*Exercise objective:* Start at the top of the records below and copy them exactly to the end.

*Data provided:*
_____

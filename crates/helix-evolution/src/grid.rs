//! MAP-Elites archive.
//!
//! Each objective is one behaviour dimension. An asset's coordinate on a
//! dimension is its target attainment quantized into `size` bins; every
//! cell keeps only its best occupant.

use std::cmp::Ordering;
use std::collections::HashMap;

use crate::genome::EvoAsset;
use crate::objective::Objective;
use crate::pareto::compare_by_mean;

/// Fixed-size grid of elites.
#[derive(Debug, Clone)]
pub struct EliteGrid {
    size: usize,
    objectives: Vec<Objective>,
    cells: HashMap<Vec<usize>, EvoAsset>,
}

impl EliteGrid {
    /// Creates an empty grid with `size` bins per objective.
    pub fn new(size: usize, objectives: &[Objective]) -> Self {
        Self { size: size.max(1), objectives: objectives.to_vec(), cells: HashMap::new() }
    }

    /// Cell coordinates of an asset.
    pub fn cell_of(&self, asset: &EvoAsset) -> Vec<usize> {
        self.objectives
            .iter()
            .map(|objective| {
                let attainment = asset
                    .fitness()
                    .raw
                    .get(&objective.name)
                    .map_or(0.0, |raw| objective.attainment(*raw));
                ((attainment * self.size as f64) as usize).min(self.size - 1)
            })
            .collect()
    }

    /// Offers an asset; returns whether it now occupies its cell.
    pub fn insert(&mut self, asset: &EvoAsset) -> bool {
        let cell = self.cell_of(asset);
        let replace = self
            .cells
            .get(&cell)
            .is_none_or(|current| compare_by_mean(asset, current) == Ordering::Greater);
        if replace {
            self.cells.insert(cell, asset.clone());
        }
        replace
    }

    /// Offers every elite of another grid.
    pub fn merge(&mut self, other: &Self) {
        for elite in other.cells.values() {
            self.insert(elite);
        }
    }

    /// Occupied cells.
    pub fn len(&self) -> usize {
        self.cells.len()
    }

    /// Whether no cell is occupied.
    pub fn is_empty(&self) -> bool {
        self.cells.is_empty()
    }

    /// Total number of cells.
    pub fn capacity(&self) -> f64 {
        (self.size as f64).powi(self.objectives.len() as i32)
    }

    /// Fraction of occupied cells.
    pub fn coverage(&self) -> f64 {
        if self.objectives.is_empty() {
            return 0.0;
        }
        self.cells.len() as f64 / self.capacity()
    }

    /// Sum over occupants of their mean target attainment.
    ///
    /// Always non-negative, and grows with both coverage and quality.
    pub fn qd_score(&self) -> f64 {
        self.cells
            .values()
            .map(|elite| {
                let total: f64 = self
                    .objectives
                    .iter()
                    .map(|o| elite.fitness().raw.get(&o.name).map_or(0.0, |raw| o.attainment(*raw)))
                    .sum();
                total / self.objectives.len().max(1) as f64
            })
            .sum()
    }

    /// Current occupants.
    pub fn elites(&self) -> impl Iterator<Item = &EvoAsset> {
        self.cells.values()
    }
}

_____

*Your solution:*
filename crates/helix-evolution/src/grid.rs
//! MAP-Elites archive.
//!
//! Each objective is one behaviour dimension. An asset's coordinate on a
//! dimension is its target attainment quantized into `size` bins; every
//! cell keeps only its best occupant.

use std::cmp::Ordering;
use std::collections::HashMap;

use crate::genome::EvoAsset;
use crate::objective::Objective;
use crate::pareto::compare_by_mean;

/// Fixed-size grid of elites.
#[derive(Debug, Clone)]
pub struct EliteGrid {
    size: usize,
    objectives: Vec<Objective>,
    cells: HashMap<Vec<usize>, EvoAsset>,
}

impl EliteGrid {
    /// Creates an empty grid with `size` bins per objective.
    pub fn new(size: usize, objectives: &[Objective]) -> Self {
        Self { size: size.max(1), objectives: objectives.to_vec(), cells: HashMap::new() }
    }

    /// Cell coordinates of an asset.
    pub fn cell_of(&self, asset: &EvoAsset) -> Vec<usize> {
        self.objectives
            .iter()
            .map(|objective| {
                let attainment = asset
                    .fitness()
                    .raw
                    .get(&objective.name)
                    .map_or(0.0, |raw| objective.attainment(*raw));
                ((attainment * self.size as f64) as usize).min(self.size - 1)
            })
            .collect()
    }

    /// Offers an asset; returns whether it now occupies its cell.
    pub fn insert(&mut self, asset: &EvoAsset) -> bool {
        let cell = self.cell_of(asset);
        let replace = self
            .cells
            .get(&cell)
            .is_none_or(|current| compare_by_mean(asset, current) == Ordering::Greater);
        if replace {
            self.cells.insert(cell, asset.clone());
        }
        replace
    }

    /// Offers every elite of another grid.
    pub fn merge(&mut self, other: &Self) {
        for elite in other.cells.values() {
            self.insert(elite);
        }
    }

    /// Occupied cells.
    pub fn len(&self) -> usize {
        self.cells.len()
    }

    /// Whether no cell is occupied.
    pub fn is_empty(&self) -> bool {
        self.cells.is_empty()
    }

    /// Total number of cells.
    pub fn capacity(&self) -> f64 {
        (self.size as f64).powi(self.objectives.len() as i32)
    }

    /// Fraction of occupied cells.
    pub fn coverage(&self) -> f64 {
        if self.objectives.is_empty() {
            return 0.0;
        }
        self.cells.len() as f64 / self.capacity()
    }

    /// Sum over occupants of their mean target attainment.
    ///
    /// Always non-negative, and grows with both coverage and quality.
    pub fn qd_score(&self) -> f64 {
        self.cells
            .values()
            .map(|elite| {
                let total: f64 = self
                    .objectives
                    .iter()
                    .map(|o| elite.fitness().raw.get(&o.name).map_or(0.0, |raw| o.attainment(*raw)))
                    .sum();
                total / self.objectives.len().max(1) as f64
            })
            .sum()
    }

    /// Current occupants.
    pub fn elites(&self) -> impl Iterator<Item = &EvoAsset> {
        self.cells.values()
    }
}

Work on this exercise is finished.